Records shown »
☆ ☆ ☆ ☆ ☆
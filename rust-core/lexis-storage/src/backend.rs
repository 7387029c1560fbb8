// SPDX-License-Identifier: PMPL-1.0-or-later
// Copyright (c) 2026 Jonathan D.A. Jewell (hyperpolymath) <jonathan.jewell@open.ac.uk>
//
// Durable key-value capability consumed by the Lexis persistence engine.
//
// Keys are namespaced strings (one per collection), values are opaque encoded
// blobs. Besides the async operations used by periodic flushing, backends must
// offer a blocking write so that teardown code can persist critical data
// without awaiting anything.

use async_trait::async_trait;

use crate::error::StorageError;

/// A pluggable durable key-value backend.
///
/// Implementations must be safe to share across threads and tokio tasks.
#[async_trait]
pub trait StorageBackend: Send + Sync {
    /// Retrieve the blob stored under `key`.
    ///
    /// Returns `Ok(None)` if the key does not exist, rather than an error.
    async fn get(&self, key: &str) -> Result<Option<Vec<u8>>, StorageError>;

    /// Store a blob, overwriting any previous value for `key`.
    async fn put(&self, key: &str, value: &[u8]) -> Result<(), StorageError>;

    /// Delete the blob stored under `key`.
    ///
    /// Returns `Ok(true)` if the key existed and was removed.
    async fn delete(&self, key: &str) -> Result<bool, StorageError>;

    /// Store a blob without suspending.
    ///
    /// Used only on the emergency teardown path, where the host may disappear
    /// before any further asynchronous work gets scheduled.
    fn put_blocking(&self, key: &str, value: &[u8]) -> Result<(), StorageError>;

    /// Flush any buffered writes to durable storage.
    async fn flush(&self) -> Result<(), StorageError>;

    /// A human-readable name for this backend, used in logging and stats.
    fn name(&self) -> &str;

    /// Return the approximate total size of stored data in bytes, if known.
    async fn approximate_size(&self) -> Result<Option<u64>, StorageError>;
}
☆ ☆ ☆ ☆ ☆
Problem to work on »
Search the entries for the word "stored" and copy every line that holds it.

Your solution »
    /// Retrieve the blob stored under `key`.
    /// Delete the blob stored under `key`.
    /// Return the approximate total size of stored data in bytes, if known.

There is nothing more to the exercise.